*** Source records Section Begins ***
use color_eyre::{eyre::eyre, Result};
use serde::Deserialize;
use std::path::{Path, PathBuf};
use tracing::debug;

use crate::cache::InvalidationPolicy;

/// Environment variable holding the API bearer token.
pub const TOKEN_ENV: &str = "PRODMAN_API_TOKEN";

#[derive(Debug, Clone, Default, Deserialize)]
pub struct Config {
  #[serde(default)]
  pub api: ApiConfig,
  #[serde(default)]
  pub cache: CacheConfig,
  /// Per-entity overrides of the built-in cache policies
  #[serde(default)]
  pub resources: ResourcesConfig,
}

#[derive(Debug, Clone, Deserialize)]
pub struct ApiConfig {
  /// Base url of the management API, e.g. "http://localhost:3001/api"
  pub url: String,
}

impl Default for ApiConfig {
  fn default() -> Self {
    Self {
      url: "http://localhost:3001/api".to_string(),
    }
  }
}

#[derive(Debug, Clone, Deserialize)]
#[serde(default)]
pub struct CacheConfig {
  /// Keep the query cache on disk between runs
  pub persist: bool,
  /// Cache database location (defaults to $XDG_DATA_HOME/prodman/cache.db)
  pub path: Option<PathBuf>,
  pub fetch_timeout_secs: u64,
  /// Extra attempts after a failed read
  pub retries: u32,
}

impl Default for CacheConfig {
  fn default() -> Self {
    Self {
      persist: true,
      path: None,
      fetch_timeout_secs: 30,
      retries: 1,
    }
  }
}

#[derive(Debug, Clone, Default, Deserialize)]
#[serde(default)]
pub struct ResourcesConfig {
  pub employees: Option<PolicyOverride>,
  pub projects: Option<PolicyOverride>,
  pub invoices: Option<PolicyOverride>,
  pub departments: Option<PolicyOverride>,
  pub contract_types: Option<PolicyOverride>,
  pub users: Option<PolicyOverride>,
}

/// Cache policy fields to replace; absent fields keep the built-in value.
#[derive(Debug, Clone, Default, Deserialize, PartialEq)]
#[serde(deny_unknown_fields)]
pub struct PolicyOverride {
  pub stale_time_secs: Option<i64>,
  pub invalidation: Option<InvalidationPolicy>,
  pub keep_previous_data: Option<bool>,
}

impl ResourcesConfig {
  /// Overrides for the entity with the given cache entity type.
  pub fn get(&self, entity_type: &str) -> Option<&PolicyOverride> {
    match entity_type {
      "employees" => self.employees.as_ref(),
      "projects" => self.projects.as_ref(),
      "invoices" => self.invoices.as_ref(),
      "departments" => self.departments.as_ref(),
      "contract_types" => self.contract_types.as_ref(),
      "users" => self.users.as_ref(),
      _ => None,
    }
  }
}

impl Config {
  /// Load configuration from file.
  ///
  /// Search order:
  /// 1. Explicit path if provided
  /// 2. ./prodman.yaml (current directory)
  /// 3. $XDG_CONFIG_HOME/prodman/config.yaml
  ///
  /// Without a config file the built-in defaults are used.
  pub fn load(explicit_path: Option<&Path>) -> Result<Self> {
    let path = if let Some(p) = explicit_path {
      if p.exists() {
        Some(p.to_path_buf())
      } else {
        return Err(eyre!("Config file not found: {}", p.display()));
      }
    } else {
      Self::find_config_file()
    };

    match path {
      Some(p) => Self::load_from_path(&p),
      None => {
        debug!("no config file found, using defaults");
        Ok(Self::default())
      }
    }
  }

  fn find_config_file() -> Option<PathBuf> {
    let local = PathBuf::from("prodman.yaml");
    if local.exists() {
      return Some(local);
    }

    if let Some(config_dir) = dirs::config_dir() {
      let xdg_path = config_dir.join("prodman").join("config.yaml");
      if xdg_path.exists() {
        return Some(xdg_path);
      }
    }

    None
  }

  fn load_from_path(path: &Path) -> Result<Self> {
    let contents = std::fs::read_to_string(path)
      .map_err(|e| eyre!("Failed to read config file {}: {}", path.display(), e))?;

    debug!(path = %path.display(), "loading config");
    Self::from_yaml(&contents)
      .map_err(|e| eyre!("Failed to parse config file {}: {}", path.display(), e))
  }

  pub fn from_yaml(contents: &str) -> Result<Self> {
    // An empty file is a valid, all-default config
    if contents.trim().is_empty() {
      return Ok(Self::default());
    }
    serde_yaml::from_str(contents).map_err(|e| eyre!(e))
  }

  /// Get the API token from the environment, if any.
  pub fn get_api_token() -> Option<String> {
    std::env::var(TOKEN_ENV)
      .ok()
      .filter(|token| !token.trim().is_empty())
  }
}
*** Source records Section Ends ***
→ **What needs to be done**
Restate the material above exactly, leaving nothing out.

→ **Exercise answer**
use color_eyre::{eyre::eyre, Result};
use serde::Deserialize;
use std::path::{Path, PathBuf};
use tracing::debug;

use crate::cache::InvalidationPolicy;

/// Environment variable holding the API bearer token.
pub const TOKEN_ENV: &str = "PRODMAN_API_TOKEN";

#[derive(Debug, Clone, Default, Deserialize)]
pub struct Config {
  #[serde(default)]
  pub api: ApiConfig,
  #[serde(default)]
  pub cache: CacheConfig,
  /// Per-entity overrides of the built-in cache policies
  #[serde(default)]
  pub resources: ResourcesConfig,
}

#[derive(Debug, Clone, Deserialize)]
pub struct ApiConfig {
  /// Base url of the management API, e.g. "http://localhost:3001/api"
  pub url: String,
}

impl Default for ApiConfig {
  fn default() -> Self {
    Self {
      url: "http://localhost:3001/api".to_string(),
    }
  }
}

#[derive(Debug, Clone, Deserialize)]
#[serde(default)]
pub struct CacheConfig {
  /// Keep the query cache on disk between runs
  pub persist: bool,
  /// Cache database location (defaults to $XDG_DATA_HOME/prodman/cache.db)
  pub path: Option<PathBuf>,
  pub fetch_timeout_secs: u64,
  /// Extra attempts after a failed read
  pub retries: u32,
}

impl Default for CacheConfig {
  fn default() -> Self {
    Self {
      persist: true,
      path: None,
      fetch_timeout_secs: 30,
      retries: 1,
    }
  }
}

#[derive(Debug, Clone, Default, Deserialize)]
#[serde(default)]
pub struct ResourcesConfig {
  pub employees: Option<PolicyOverride>,
  pub projects: Option<PolicyOverride>,
  pub invoices: Option<PolicyOverride>,
  pub departments: Option<PolicyOverride>,
  pub contract_types: Option<PolicyOverride>,
  pub users: Option<PolicyOverride>,
}

/// Cache policy fields to replace; absent fields keep the built-in value.
#[derive(Debug, Clone, Default, Deserialize, PartialEq)]
#[serde(deny_unknown_fields)]
pub struct PolicyOverride {
  pub stale_time_secs: Option<i64>,
  pub invalidation: Option<InvalidationPolicy>,
  pub keep_previous_data: Option<bool>,
}

impl ResourcesConfig {
  /// Overrides for the entity with the given cache entity type.
  pub fn get(&self, entity_type: &str) -> Option<&PolicyOverride> {
    match entity_type {
      "employees" => self.employees.as_ref(),
      "projects" => self.projects.as_ref(),
      "invoices" => self.invoices.as_ref(),
      "departments" => self.departments.as_ref(),
      "contract_types" => self.contract_types.as_ref(),
      "users" => self.users.as_ref(),
      _ => None,
    }
  }
}

impl Config {
  /// Load configuration from file.
  ///
  /// Search order:
  /// 1. Explicit path if provided
  /// 2. ./prodman.yaml (current directory)
  /// 3. $XDG_CONFIG_HOME/prodman/config.yaml
  ///
  /// Without a config file the built-in defaults are used.
  pub fn load(explicit_path: Option<&Path>) -> Result<Self> {
    let path = if let Some(p) = explicit_path {
      if p.exists() {
        Some(p.to_path_buf())
      } else {
        return Err(eyre!("Config file not found: {}", p.display()));
      }
    } else {
      Self::find_config_file()
    };

    match path {
      Some(p) => Self::load_from_path(&p),
      None => {
        debug!("no config file found, using defaults");
        Ok(Self::default())
      }
    }
  }

  fn find_config_file() -> Option<PathBuf> {
    let local = PathBuf::from("prodman.yaml");
    if local.exists() {
      return Some(local);
    }

    if let Some(config_dir) = dirs::config_dir() {
      let xdg_path = config_dir.join("prodman").join("config.yaml");
      if xdg_path.exists() {
        return Some(xdg_path);
      }
    }

    None
  }

  fn load_from_path(path: &Path) -> Result<Self> {
    let contents = std::fs::read_to_string(path)
      .map_err(|e| eyre!("Failed to read config file {}: {}", path.display(), e))?;

    debug!(path = %path.display(), "loading config");
    Self::from_yaml(&contents)
      .map_err(|e| eyre!("Failed to parse config file {}: {}", path.display(), e))
  }

  pub fn from_yaml(contents: &str) -> Result<Self> {
    // An empty file is a valid, all-default config
    if contents.trim().is_empty() {
      return Ok(Self::default());
    }
    serde_yaml::from_str(contents).map_err(|e| eyre!(e))
  }

  /// Get the API token from the environment, if any.
  pub fn get_api_token() -> Option<String> {
    std::env::var(TOKEN_ENV)
      .ok()
      .filter(|token| !token.trim().is_empty())
  }
}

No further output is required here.